Because Maryland did not abolish slavery as its neighbors to the north did, or limit the practice of private manumission as its neighbors to the South did, it had a high rate of manumissions. Maryland masters often freed their enslaved African Americans, not one or two, but most, or all of them together. Balancing economic necessity with religious and moral reasons, owners who manumitted their enslaved persons often did so by term, meaning they were to be freed at a future specified date. These were called “delayed manumissions.” It has been estimated that just over half of all manumissions registered in Maryland prior to 1832 were of this type.

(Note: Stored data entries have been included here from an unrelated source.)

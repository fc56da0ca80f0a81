//! Formatted terminal output.
//!
//! We keep formatting code in one place so:
//! - the engine code stays clean and testable
//! - output changes are localized

use crate::analysis::{MonthStats, SeriesSummary, YearValue};
use crate::data::{CatalogSelection, District, DistrictSummary};
use crate::domain::TrendResult;
use crate::forecast::ForecastReport;
use crate::io::report::{RunReport, SeriesReport};

/// Format the full run summary (load stats, trends, baseline, splice, forecast).
pub fn format_run_summary(report: &RunReport) -> String {
    let mut out = String::new();

    out.push_str("=== watertrace - groundwater trend & splice ===\n");
    out.push_str(&format!("Cadence: {}\n", report.cadence.as_str()));

    out.push_str(&format_series_report("Historical", &report.historical));
    out.push_str(&format_series_report("Recent", &report.recent));

    let hist_unit = &report.historical.unit;
    let recent_unit = &report.recent.unit;

    out.push_str("\nBaseline:\n");
    out.push_str(&format!(
        "- year {} | reference={:.3} {recent_unit} | n={}\n",
        report.baseline.reference_window, report.baseline.reference_value, report.baseline.n_points
    ));

    out.push_str("\nSplice:\n");
    out.push_str(&format!(
        "- factor={} {recent_unit} per {hist_unit} | offset={:.3} {hist_unit}\n",
        report.splice.unit_conversion_factor, report.splice.offset
    ));
    for caveat in &report.caveats {
        out.push_str(&format!("! caveat: {caveat}\n"));
    }

    let measured = report.combined.iter().filter(|p| p.kind == crate::domain::PointKind::Measured).count();
    let estimated = report.combined.len() - measured;
    out.push_str(&format!(
        "- combined: n={} ({measured} measured, {estimated} estimated)",
        report.combined.len()
    ));
    if let (Some(first), Some(last)) = (report.combined.first(), report.combined.last()) {
        out.push_str(&format!(" | {} .. {}", first.date, last.date));
    }
    out.push('\n');
    out.push_str(&format!(
        "- recent trend in {hist_unit}: {}\n",
        fmt_trend(&report.recent_trend_converted, hist_unit)
    ));

    if !report.annual_means.is_empty() {
        out.push_str(&format!("\nAnnual means ({hist_unit}):\n"));
        for yv in &report.annual_means {
            out.push_str(&format!("  {} {:>10.3}\n", yv.year, yv.value));
        }
    }

    if let Some(forecast) = &report.forecast {
        out.push('\n');
        out.push_str(&format_forecast(forecast, hist_unit));
    }

    out
}

/// One series block: load stats, summary, trend and its reading.
pub fn format_series_report(label: &str, series: &SeriesReport) -> String {
    let mut out = String::new();
    out.push_str(&format!("\n{label} ({}):\n", series.unit));
    out.push_str(&format!(
        "- rows: read={} dropped={} duplicate dates={}\n",
        series.rows_read, series.rows_dropped, series.duplicate_dates
    ));
    out.push_str(&format!("- {}\n", fmt_summary(&series.summary)));
    out.push_str(&format!("- trend: {}\n", fmt_trend(&series.trend, &series.unit)));
    out.push_str(&format!("- reading: {}\n", series.interpretation.describe()));
    out.push_str(&format!("- year over year: {}\n", fmt_year_over_year(&series.year_over_year)));
    out.push_str(&format!("- seasonal cycle: {}\n", fmt_seasonal(&series.seasonal)));
    out
}

const MONTHS: [&str; 12] = ["Jan", "Feb", "Mar", "Apr", "May", "Jun", "Jul", "Aug", "Sep", "Oct", "Nov", "Dec"];

fn fmt_year_over_year(changes: &[YearValue]) -> String {
    if changes.is_empty() {
        return "n/a".to_string();
    }
    changes
        .iter()
        .map(|c| format!("{} {:+.3}", c.year, c.value))
        .collect::<Vec<_>>()
        .join(", ")
}

fn fmt_seasonal(months: &[MonthStats]) -> String {
    if months.is_empty() {
        return "n/a".to_string();
    }
    months
        .iter()
        .map(|m| {
            let name = MONTHS.get(m.month.saturating_sub(1) as usize).copied().unwrap_or("?");
            format!("{name} {:.3} (n={})", m.mean, m.n_points)
        })
        .collect::<Vec<_>>()
        .join(", ")
}

fn fmt_summary(s: &SeriesSummary) -> String {
    let std = s.std.map_or_else(|| "n/a".to_string(), |v| format!("{v:.3}"));
    format!(
        "n={} | {} .. {} | mean={:.3} std={std} | y=[{:.3}, {:.3}] | change={:.3}",
        s.n_points, s.start, s.end, s.mean, s.min, s.max, s.total_change
    )
}

fn fmt_trend(t: &TrendResult, unit: &str) -> String {
    format!(
        "{:.4} {unit}/period, {:.3} {unit}/yr | r²={:.3} p={:.4} se={:.4} | {}",
        t.slope_per_period,
        t.slope_annualized,
        t.r_squared,
        t.p_value,
        t.std_err,
        if t.significant { "significant" } else { "not significant" }
    )
}

/// Model diagnostics and forecast table.
pub fn format_forecast(forecast: &ForecastReport, unit: &str) -> String {
    let mut out = String::new();
    out.push_str("Forecast model diagnostics:\n");
    for e in &forecast.evaluations {
        let chosen = if e.model == forecast.selected { "*" } else { " " };
        out.push_str(&format!(
            "{chosen} {:<15} CV R²={:.3} (±{:.3}) | in-sample R²={:.3} RMSE={:.3} MAE={:.3}\n",
            e.model.display_name(),
            e.cv_mean,
            e.cv_std,
            e.in_sample.r2,
            e.in_sample.rmse,
            e.in_sample.mae
        ));
    }
    for (kind, reason) in &forecast.skipped {
        out.push_str(&format!("  (skipped {}) {reason}\n", kind.display_name()));
    }

    if !forecast.points.is_empty() {
        out.push_str(&format!("\nForecast ({}):\n", forecast.selected.display_name()));
        for p in &forecast.points {
            out.push_str(&format!("  {} {:>10.3} {unit}\n", p.date, p.value));
        }
    }
    out
}

/// District table plus summary.
pub fn format_districts(districts: &[District], summary: Option<&DistrictSummary>) -> String {
    let mut out = String::new();
    out.push_str(
        format!(
            "{:<20} {:<18} {:>10} {:<10}\n",
            "province", "district", "anomaly", "status"
        )
        .trim_end(),
    );
    out.push('\n');
    out.push_str(format!("{:-<20} {:-<18} {:-<10} {:-<10}\n", "", "", "", "").trim_end());
    out.push('\n');
    for d in districts {
        out.push_str(
            format!(
                "{:<20} {:<18} {:>10.1} {:<10}\n",
                truncate(d.province, 20),
                truncate(d.name, 18),
                d.anomaly_cm,
                d.status()
            )
            .trim_end(),
        );
        out.push('\n');
    }

    if let Some(s) = summary {
        out.push_str(&format!(
            "\nDistricts: {} | mean={:.2} cm | most depleted: {} ({:.1}) | most improved: {} ({:.1})\n",
            s.total,
            s.mean_anomaly_cm,
            s.most_depleted.name,
            s.most_depleted.anomaly_cm,
            s.most_improved.name,
            s.most_improved.anomaly_cm
        ));
        out.push_str(&format!("Critical: {} | Improving: {}\n", s.critical, s.improving));
    }
    out
}

/// Outcome of a catalog selection.
pub fn format_catalog_selection(selection: &CatalogSelection) -> String {
    let mut out = String::new();
    for (name, reason) in &selection.skipped {
        out.push_str(&format!("  (skipped {name}) {reason}\n"));
    }
    match &selection.chosen {
        Some(c) => {
            out.push_str(&format!("Selected: {} [{}] ({} images", c.name, c.dataset_id, c.image_count));
            if let (Some(first), Some(last)) = (c.first_date, c.last_date) {
                out.push_str(&format!(", {first} .. {last}"));
            }
            out.push_str(")\n");
        }
        None => out.push_str("No candidate dataset is available.\n"),
    }
    out
}

fn truncate(s: &str, max: usize) -> String {
    if s.chars().count() <= max {
        return s.to_string();
    }
    let mut out = String::new();
    for (i, ch) in s.chars().enumerate() {
        if i + 1 >= max {
            break;
        }
        out.push(ch);
    }
    out.push('.');
    out
}
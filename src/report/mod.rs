//! Reporting utilities: formatted terminal output for runs, forecasts, the
//! district table and dataset selection.

pub mod format;

pub use format::*;
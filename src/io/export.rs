//! Export the combined series to CSV.
//!
//! The export is meant to be easy to consume in spreadsheets, the dashboard's
//! data converter, or downstream scripts: one row per point, flat columns.

use std::fs::File;
use std::path::Path;

use crate::domain::CombinedSeries;
use crate::error::AppError;

/// Write `date,value,source,kind` rows for every combined point.
pub fn write_combined_csv(path: &Path, combined: &CombinedSeries) -> Result<(), AppError> {
    let file = File::create(path)
        .map_err(|e| AppError::new(2, format!("Failed to create export CSV '{}': {e}", path.display())))?;
    write_combined(file, combined)
}

pub(crate) fn write_combined<W: std::io::Write>(out: W, combined: &CombinedSeries) -> Result<(), AppError> {
    let mut writer = csv::Writer::from_writer(out);
    for p in combined.points() {
        writer
            .serialize(p)
            .map_err(|e| AppError::new(2, format!("Failed to write export CSV row: {e}")))?;
    }
    writer
        .flush()
        .map_err(|e| AppError::new(2, format!("Failed to flush export CSV: {e}")))?;
    Ok(())
}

Prospective manumitters also freed their enslaved individuals by wills once the state lifted its prohibition against the practice in 1790. This method not only allowed masters their full services during the master’s lifetime but also often provided a term of service for the owner’s beneficiaries. Margaret freed a few individuals during her lifetime. As part of dissolving Margaret's estate, her executors sold the entire enslaved group to new enslavers, with the exception of the eldest men and women and the youngest infants. In the process, families were frequently split apart. The substantial cash proceeds were inherited by Margaret's female relatives.

Although the executors of Margaret's will entered dates of freedom into the legal record, most of the people she enslaved remained in slavery for years or decades more. In addition, freedom was not assured: enslaved persons did not necessarily know their date of manumission. Others died, escaped, or were sold to new enslavers who ignored their manumission.

The will of Margaret Carroll, the Barrister’s widow is a perfect example of this trend as its terms stated that:

"I hereby devise all my negroes and slaves To Mr. Henry Brice and Tench Tilghman, my Executors, in trust that they will set them all free in such ages, and on such terms as they deem best under all circumstances, having a view to a provision for the comfortable support of the aged and infirm with which duty my Executors are charged, if either decline acting or die, I vest all these powers in the acting or surviving executor."

One specific enslaved person, “my Negro boy Tom” was singled out in the will to be given to Charles Ross with a specific time period for his delayed manumission “till the boy arrives to thirty one years old, when he shall be free.”

Maryland Journal, April 8, 1785.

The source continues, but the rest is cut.